====== RECORD EXTRACTS ======

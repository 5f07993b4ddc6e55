//! Playback driver coordinating the playhead tick.
//! Uses crossbeam channels for the tick and for bus events.

use crossbeam::channel::{self, Receiver};
use std::time::{Duration, Instant};

use crate::config::PlaybackConfig;
use crate::core::time::Units;
use crate::playback::bus::{BusEvent, Origin, SignalBus};
use crate::playback::clock::PlaybackClock;
use crate::playback::state::PlaybackState;
use crate::timeline::Timeline;

/// Periodic tick source held while playing
struct Ticker {
    rx: Receiver<Instant>,
    /// Instant up to which ticks have been applied
    applied_until: Instant,
}

/// Stopped/Playing state machine driving the timeline playhead.
///
/// While playing, a periodic crossbeam ticker is held; stopping drops it, so
/// no tick is delivered after a pause.
pub struct PlaybackDriver {
    state: PlaybackState,
    clock: PlaybackClock,
    bus: SignalBus,
    events: Receiver<BusEvent>,
    ticker: Option<Ticker>,
    interval: Duration,
}

impl PlaybackDriver {
    pub fn new(config: &PlaybackConfig, bus: SignalBus) -> Self {
        let events = bus.subscribe();
        Self {
            state: PlaybackState::Stopped,
            clock: PlaybackClock::new(config.tick_increment),
            bus,
            events,
            ticker: None,
            interval: Duration::from_millis(config.tick_interval_ms),
        }
    }

    pub fn state(&self) -> &PlaybackState {
        &self.state
    }

    pub fn is_playing(&self) -> bool {
        self.state.is_playing()
    }

    pub fn clock(&self) -> &PlaybackClock {
        &self.clock
    }

    pub fn clock_mut(&mut self) -> &mut PlaybackClock {
        &mut self.clock
    }

    /// Whether a tick source is currently running
    pub fn has_ticker(&self) -> bool {
        self.ticker.is_some()
    }

    /// Start playing from `playhead` and announce it. No-op when already playing.
    pub fn play(&mut self, playhead: Units) -> bool {
        if self.is_playing() {
            return false;
        }
        self.start(playhead);
        self.announce(true, playhead);
        true
    }

    /// Stop playing and announce it. No-op when already stopped.
    pub fn pause(&mut self, playhead: Units) -> bool {
        if !self.is_playing() {
            return false;
        }
        self.stop();
        self.announce(false, playhead);
        true
    }

    /// Flip between playing and stopped; returns the new playing state
    pub fn toggle(&mut self, playhead: Units) -> bool {
        if self.is_playing() {
            self.pause(playhead);
        } else {
            self.play(playhead);
        }
        self.is_playing()
    }

    fn start(&mut self, playhead: Units) {
        log::debug!("Playback started at {}", playhead);
        self.state = PlaybackState::playing_from(playhead);
        let applied_until = Instant::now();
        self.ticker = Some(Ticker {
            rx: channel::tick(self.interval),
            applied_until,
        });
    }

    fn stop(&mut self) {
        log::debug!("Playback stopped");
        self.state = PlaybackState::Stopped;
        self.ticker = None;
        // A stopped element no longer reports time
        self.clock.clear_media_time();
    }

    fn announce(&self, is_playing: bool, playhead: Units) {
        self.bus.publish(BusEvent::Playback {
            is_playing,
            playhead,
            origin: Origin::Timeline,
        });
    }

    /// Advance the playhead by one tick. Does nothing while stopped.
    pub fn tick(&mut self, timeline: &mut Timeline) -> Option<Units> {
        if !self.is_playing() {
            return None;
        }
        let next = self.clock.next_position(timeline.playhead);
        timeline.seek_to(next);
        Some(timeline.playhead)
    }

    /// Apply every tick that has come due since the last poll.
    ///
    /// The crossbeam ticker holds at most one pending message, so the number
    /// of due ticks is taken from the time elapsed since the last applied one.
    pub fn poll_ticks(&mut self, timeline: &mut Timeline) -> usize {
        let interval = self.interval;
        let Some(ticker) = self.ticker.as_mut() else {
            return 0;
        };
        ticker.rx.try_iter().for_each(drop);

        let elapsed = ticker.applied_until.elapsed();
        let due = elapsed
            .as_nanos()
            .checked_div(interval.as_nanos())
            .map_or(0, |n| u32::try_from(n).unwrap_or(u32::MAX));
        ticker.applied_until += interval * due;

        for _ in 0..due {
            self.tick(timeline);
        }
        due as usize
    }

    /// Block until the next tick fires, then apply every due tick.
    ///
    /// Returns 0 straight away while stopped.
    pub fn wait_ticks(&mut self, timeline: &mut Timeline) -> usize {
        let fired = match &self.ticker {
            Some(ticker) => ticker.rx.recv().is_ok(),
            None => false,
        };
        if !fired {
            return 0;
        }
        self.poll_ticks(timeline)
    }

    /// Mirror play/pause announced by other components.
    ///
    /// Our own announcements come back on the subscription and are skipped.
    pub fn pump(&mut self) -> usize {
        let mut handled = 0;
        while let Ok(event) = self.events.try_recv() {
            let BusEvent::Playback {
                is_playing,
                playhead,
                origin,
            } = event
            else {
                continue;
            };
            if origin == Origin::Timeline {
                continue;
            }

            match (is_playing, self.is_playing()) {
                (true, false) => self.start(playhead),
                (false, true) => self.stop(),
                _ => {}
            }
            handled += 1;
        }
        handled
    }
}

======

◆ **GOAL OF THE EXERCISE**
The lines to copy are those in the records above containing the word "Receiver".

◆ **REPLY**
use crossbeam::channel::{self, Receiver};
    rx: Receiver<Instant>,
    events: Receiver<BusEvent>,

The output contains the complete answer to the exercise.